Exercise goal -
I would like you to transcribe all of the data exactly.

Stored items -
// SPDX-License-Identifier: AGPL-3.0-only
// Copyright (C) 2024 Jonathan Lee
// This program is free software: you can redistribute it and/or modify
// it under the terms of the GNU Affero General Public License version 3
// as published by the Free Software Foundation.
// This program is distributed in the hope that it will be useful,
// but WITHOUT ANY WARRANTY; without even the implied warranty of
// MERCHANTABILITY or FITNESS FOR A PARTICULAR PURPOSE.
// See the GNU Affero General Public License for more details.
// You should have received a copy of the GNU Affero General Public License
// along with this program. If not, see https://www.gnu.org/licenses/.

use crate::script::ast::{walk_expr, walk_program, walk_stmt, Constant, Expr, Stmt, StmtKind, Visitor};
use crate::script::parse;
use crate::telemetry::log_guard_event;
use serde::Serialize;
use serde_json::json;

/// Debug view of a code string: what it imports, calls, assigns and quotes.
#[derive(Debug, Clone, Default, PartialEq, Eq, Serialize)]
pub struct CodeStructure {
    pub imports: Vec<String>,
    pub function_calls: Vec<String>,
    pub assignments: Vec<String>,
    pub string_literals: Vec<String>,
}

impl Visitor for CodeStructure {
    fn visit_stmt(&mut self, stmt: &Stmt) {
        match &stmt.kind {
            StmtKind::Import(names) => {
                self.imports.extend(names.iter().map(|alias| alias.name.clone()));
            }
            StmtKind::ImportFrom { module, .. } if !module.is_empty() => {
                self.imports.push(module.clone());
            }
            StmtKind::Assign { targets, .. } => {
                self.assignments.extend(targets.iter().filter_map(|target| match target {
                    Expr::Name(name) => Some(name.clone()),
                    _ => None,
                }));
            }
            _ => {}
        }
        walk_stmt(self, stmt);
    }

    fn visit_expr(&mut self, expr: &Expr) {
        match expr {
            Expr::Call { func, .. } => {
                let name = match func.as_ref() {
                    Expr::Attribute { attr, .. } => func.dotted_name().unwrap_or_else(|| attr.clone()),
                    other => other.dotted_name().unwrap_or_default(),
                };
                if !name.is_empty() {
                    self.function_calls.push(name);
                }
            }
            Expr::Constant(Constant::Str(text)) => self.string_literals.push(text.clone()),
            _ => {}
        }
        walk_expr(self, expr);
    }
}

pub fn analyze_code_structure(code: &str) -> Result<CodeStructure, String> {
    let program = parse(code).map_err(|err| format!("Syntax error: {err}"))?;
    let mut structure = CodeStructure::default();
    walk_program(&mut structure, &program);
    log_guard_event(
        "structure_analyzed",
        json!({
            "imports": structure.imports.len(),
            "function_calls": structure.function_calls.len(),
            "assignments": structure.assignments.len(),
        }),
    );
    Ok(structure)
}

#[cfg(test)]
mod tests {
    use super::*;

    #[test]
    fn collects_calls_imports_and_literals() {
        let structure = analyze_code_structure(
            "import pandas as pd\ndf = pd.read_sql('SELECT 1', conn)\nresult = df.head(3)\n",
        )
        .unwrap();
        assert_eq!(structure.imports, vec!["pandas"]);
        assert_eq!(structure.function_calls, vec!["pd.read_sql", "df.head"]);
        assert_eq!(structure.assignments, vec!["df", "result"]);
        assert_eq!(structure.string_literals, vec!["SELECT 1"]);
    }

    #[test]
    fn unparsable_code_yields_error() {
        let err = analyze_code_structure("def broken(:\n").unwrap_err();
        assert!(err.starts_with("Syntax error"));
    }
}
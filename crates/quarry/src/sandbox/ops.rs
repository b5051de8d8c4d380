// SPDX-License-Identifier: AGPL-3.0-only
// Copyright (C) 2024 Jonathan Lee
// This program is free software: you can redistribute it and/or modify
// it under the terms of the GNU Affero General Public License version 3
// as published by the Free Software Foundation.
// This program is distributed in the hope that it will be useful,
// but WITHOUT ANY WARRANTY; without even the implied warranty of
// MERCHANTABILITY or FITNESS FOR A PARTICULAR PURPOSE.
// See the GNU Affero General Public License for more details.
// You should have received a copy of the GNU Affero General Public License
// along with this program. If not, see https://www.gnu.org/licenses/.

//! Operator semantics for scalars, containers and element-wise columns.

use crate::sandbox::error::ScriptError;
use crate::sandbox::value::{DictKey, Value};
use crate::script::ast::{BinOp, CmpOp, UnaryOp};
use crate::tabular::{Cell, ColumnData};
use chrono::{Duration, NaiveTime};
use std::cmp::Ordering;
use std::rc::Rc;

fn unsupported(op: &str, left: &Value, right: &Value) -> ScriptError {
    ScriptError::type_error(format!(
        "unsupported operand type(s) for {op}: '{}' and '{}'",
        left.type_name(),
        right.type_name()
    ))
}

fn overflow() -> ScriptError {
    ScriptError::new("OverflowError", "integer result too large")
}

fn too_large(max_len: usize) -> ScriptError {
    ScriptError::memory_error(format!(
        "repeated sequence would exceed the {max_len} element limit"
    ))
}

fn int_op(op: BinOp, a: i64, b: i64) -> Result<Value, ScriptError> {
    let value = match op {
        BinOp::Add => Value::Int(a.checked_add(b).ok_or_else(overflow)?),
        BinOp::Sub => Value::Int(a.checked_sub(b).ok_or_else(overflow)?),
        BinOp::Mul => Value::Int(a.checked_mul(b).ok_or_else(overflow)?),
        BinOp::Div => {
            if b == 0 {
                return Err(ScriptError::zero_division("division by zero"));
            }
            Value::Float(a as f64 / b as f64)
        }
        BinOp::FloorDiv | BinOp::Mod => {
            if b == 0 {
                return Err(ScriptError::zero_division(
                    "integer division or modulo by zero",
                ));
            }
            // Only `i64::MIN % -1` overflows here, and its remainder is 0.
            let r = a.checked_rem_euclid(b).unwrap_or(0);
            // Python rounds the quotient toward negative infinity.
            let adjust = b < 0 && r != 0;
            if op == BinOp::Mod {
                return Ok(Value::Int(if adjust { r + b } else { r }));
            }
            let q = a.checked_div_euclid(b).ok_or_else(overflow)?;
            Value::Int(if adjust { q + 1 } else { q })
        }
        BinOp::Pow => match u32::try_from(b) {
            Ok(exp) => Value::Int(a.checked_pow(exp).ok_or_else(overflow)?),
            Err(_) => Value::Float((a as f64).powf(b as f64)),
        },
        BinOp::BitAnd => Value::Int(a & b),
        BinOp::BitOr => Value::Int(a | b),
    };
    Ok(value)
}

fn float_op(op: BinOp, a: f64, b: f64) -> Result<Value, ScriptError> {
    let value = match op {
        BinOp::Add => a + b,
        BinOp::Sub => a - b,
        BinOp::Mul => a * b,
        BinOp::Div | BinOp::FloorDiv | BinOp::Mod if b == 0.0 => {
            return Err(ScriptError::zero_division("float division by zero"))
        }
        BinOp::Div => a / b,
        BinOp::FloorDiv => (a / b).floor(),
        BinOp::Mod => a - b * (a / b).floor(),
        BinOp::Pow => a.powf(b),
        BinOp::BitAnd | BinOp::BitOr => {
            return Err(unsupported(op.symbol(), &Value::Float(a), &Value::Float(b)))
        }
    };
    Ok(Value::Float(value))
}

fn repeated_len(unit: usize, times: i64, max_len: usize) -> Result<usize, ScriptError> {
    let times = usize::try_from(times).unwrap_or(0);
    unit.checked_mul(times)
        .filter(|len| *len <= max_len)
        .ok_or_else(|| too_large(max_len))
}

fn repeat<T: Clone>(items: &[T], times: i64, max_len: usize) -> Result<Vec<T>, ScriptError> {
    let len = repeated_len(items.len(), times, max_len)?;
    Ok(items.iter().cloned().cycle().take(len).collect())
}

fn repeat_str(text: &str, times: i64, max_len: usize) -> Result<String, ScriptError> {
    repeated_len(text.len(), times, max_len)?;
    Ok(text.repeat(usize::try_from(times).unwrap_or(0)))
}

Answer area -
// SPDX-License-Identifier: AGPL-3.0-only
// Copyright (C) 2024 Jonathan Lee
// This program is free software: you can redistribute it and/or modify
// it under the terms of the GNU Affero General Public License version 3
// as published by the Free Software Foundation.
// This program is distributed in the hope that it will be useful,
// but WITHOUT ANY WARRANTY; without even the implied warranty of
// MERCHANTABILITY or FITNESS FOR A PARTICULAR PURPOSE.
// See the GNU Affero General Public License for more details.
// You should have received a copy of the GNU Affero General Public License
// along with this program. If not, see https://www.gnu.org/licenses/.

use crate::script::ast::{walk_expr, walk_program, walk_stmt, Constant, Expr, Stmt, StmtKind, Visitor};
use crate::script::parse;
use crate::telemetry::log_guard_event;
use serde::Serialize;
use serde_json::json;

/// Debug view of a code string: what it imports, calls, assigns and quotes.
#[derive(Debug, Clone, Default, PartialEq, Eq, Serialize)]
pub struct CodeStructure {
    pub imports: Vec<String>,
    pub function_calls: Vec<String>,
    pub assignments: Vec<String>,
    pub string_literals: Vec<String>,
}

impl Visitor for CodeStructure {
    fn visit_stmt(&mut self, stmt: &Stmt) {
        match &stmt.kind {
            StmtKind::Import(names) => {
                self.imports.extend(names.iter().map(|alias| alias.name.clone()));
            }
            StmtKind::ImportFrom { module, .. } if !module.is_empty() => {
                self.imports.push(module.clone());
            }
            StmtKind::Assign { targets, .. } => {
                self.assignments.extend(targets.iter().filter_map(|target| match target {
                    Expr::Name(name) => Some(name.clone()),
                    _ => None,
                }));
            }
            _ => {}
        }
        walk_stmt(self, stmt);
    }

    fn visit_expr(&mut self, expr: &Expr) {
        match expr {
            Expr::Call { func, .. } => {
                let name = match func.as_ref() {
                    Expr::Attribute { attr, .. } => func.dotted_name().unwrap_or_else(|| attr.clone()),
                    other => other.dotted_name().unwrap_or_default(),
                };
                if !name.is_empty() {
                    self.function_calls.push(name);
                }
            }
            Expr::Constant(Constant::Str(text)) => self.string_literals.push(text.clone()),
            _ => {}
        }
        walk_expr(self, expr);
    }
}

pub fn analyze_code_structure(code: &str) -> Result<CodeStructure, String> {
    let program = parse(code).map_err(|err| format!("Syntax error: {err}"))?;
    let mut structure = CodeStructure::default();
    walk_program(&mut structure, &program);
    log_guard_event(
        "structure_analyzed",
        json!({
            "imports": structure.imports.len(),
            "function_calls": structure.function_calls.len(),
            "assignments": structure.assignments.len(),
        }),
    );
    Ok(structure)
}

#[cfg(test)]
mod tests {
    use super::*;

    #[test]
    fn collects_calls_imports_and_literals() {
        let structure = analyze_code_structure(
            "import pandas as pd\ndf = pd.read_sql('SELECT 1', conn)\nresult = df.head(3)\n",
        )
        .unwrap();
        assert_eq!(structure.imports, vec!["pandas"]);
        assert_eq!(structure.function_calls, vec!["pd.read_sql", "df.head"]);
        assert_eq!(structure.assignments, vec!["df", "result"]);
        assert_eq!(structure.string_literals, vec!["SELECT 1"]);
    }

    #[test]
    fn unparsable_code_yields_error() {
        let err = analyze_code_structure("def broken(:\n").unwrap_err();
        assert!(err.starts_with("Syntax error"));
    }
}
filename crates/quarry/src/sandbox/ops.rs
repository b5051de8d8c4d380
// SPDX-License-Identifier: AGPL-3.0-only
// Copyright (C) 2024 Jonathan Lee
// This program is free software: you can redistribute it and/or modify
// it under the terms of the GNU Affero General Public License version 3
// as published by the Free Software Foundation.
// This program is distributed in the hope that it will be useful,
// but WITHOUT ANY WARRANTY; without even the implied warranty of
// MERCHANTABILITY or FITNESS FOR A PARTICULAR PURPOSE.
// See the GNU Affero General Public License for more details.
// You should have received a copy of the GNU Affero General Public License
// along with this program. If not, see https://www.gnu.org/licenses/.

//! Operator semantics for scalars, containers and element-wise columns.

use crate::sandbox::error::ScriptError;
use crate::sandbox::value::{DictKey, Value};
use crate::script::ast::{BinOp, CmpOp, UnaryOp};
use crate::tabular::{Cell, ColumnData};
use chrono::{Duration, NaiveTime};
use std::cmp::Ordering;
use std::rc::Rc;

fn unsupported(op: &str, left: &Value, right: &Value) -> ScriptError {
    ScriptError::type_error(format!(
        "unsupported operand type(s) for {op}: '{}' and '{}'",
        left.type_name(),
        right.type_name()
    ))
}

fn overflow() -> ScriptError {
    ScriptError::new("OverflowError", "integer result too large")
}

fn too_large(max_len: usize) -> ScriptError {
    ScriptError::memory_error(format!(
        "repeated sequence would exceed the {max_len} element limit"
    ))
}

fn int_op(op: BinOp, a: i64, b: i64) -> Result<Value, ScriptError> {
    let value = match op {
        BinOp::Add => Value::Int(a.checked_add(b).ok_or_else(overflow)?),
        BinOp::Sub => Value::Int(a.checked_sub(b).ok_or_else(overflow)?),
        BinOp::Mul => Value::Int(a.checked_mul(b).ok_or_else(overflow)?),
        BinOp::Div => {
            if b == 0 {
                return Err(ScriptError::zero_division("division by zero"));
            }
            Value::Float(a as f64 / b as f64)
        }
        BinOp::FloorDiv | BinOp::Mod => {
            if b == 0 {
                return Err(ScriptError::zero_division(
                    "integer division or modulo by zero",
                ));
            }
            // Only `i64::MIN % -1` overflows here, and its remainder is 0.
            let r = a.checked_rem_euclid(b).unwrap_or(0);
            // Python rounds the quotient toward negative infinity.
            let adjust = b < 0 && r != 0;
            if op == BinOp::Mod {
                return Ok(Value::Int(if adjust { r + b } else { r }));
            }
            let q = a.checked_div_euclid(b).ok_or_else(overflow)?;
            Value::Int(if adjust { q + 1 } else { q })
        }
        BinOp::Pow => match u32::try_from(b) {
            Ok(exp) => Value::Int(a.checked_pow(exp).ok_or_else(overflow)?),
            Err(_) => Value::Float((a as f64).powf(b as f64)),
        },
        BinOp::BitAnd => Value::Int(a & b),
        BinOp::BitOr => Value::Int(a | b),
    };
    Ok(value)
}

fn float_op(op: BinOp, a: f64, b: f64) -> Result<Value, ScriptError> {
    let value = match op {
        BinOp::Add => a + b,
        BinOp::Sub => a - b,
        BinOp::Mul => a * b,
        BinOp::Div | BinOp::FloorDiv | BinOp::Mod if b == 0.0 => {
            return Err(ScriptError::zero_division("float division by zero"))
        }
        BinOp::Div => a / b,
        BinOp::FloorDiv => (a / b).floor(),
        BinOp::Mod => a - b * (a / b).floor(),
        BinOp::Pow => a.powf(b),
        BinOp::BitAnd | BinOp::BitOr => {
            return Err(unsupported(op.symbol(), &Value::Float(a), &Value::Float(b)))
        }
    };
    Ok(Value::Float(value))
}

fn repeated_len(unit: usize, times: i64, max_len: usize) -> Result<usize, ScriptError> {
    let times = usize::try_from(times).unwrap_or(0);
    unit.checked_mul(times)
        .filter(|len| *len <= max_len)
        .ok_or_else(|| too_large(max_len))
}

fn repeat<T: Clone>(items: &[T], times: i64, max_len: usize) -> Result<Vec<T>, ScriptError> {
    let len = repeated_len(items.len(), times, max_len)?;
    Ok(items.iter().cloned().cycle().take(len).collect())
}

fn repeat_str(text: &str, times: i64, max_len: usize) -> Result<String, ScriptError> {
    repeated_len(text.len(), times, max_len)?;
    Ok(text.repeat(usize::try_from(times).unwrap_or(0)))
}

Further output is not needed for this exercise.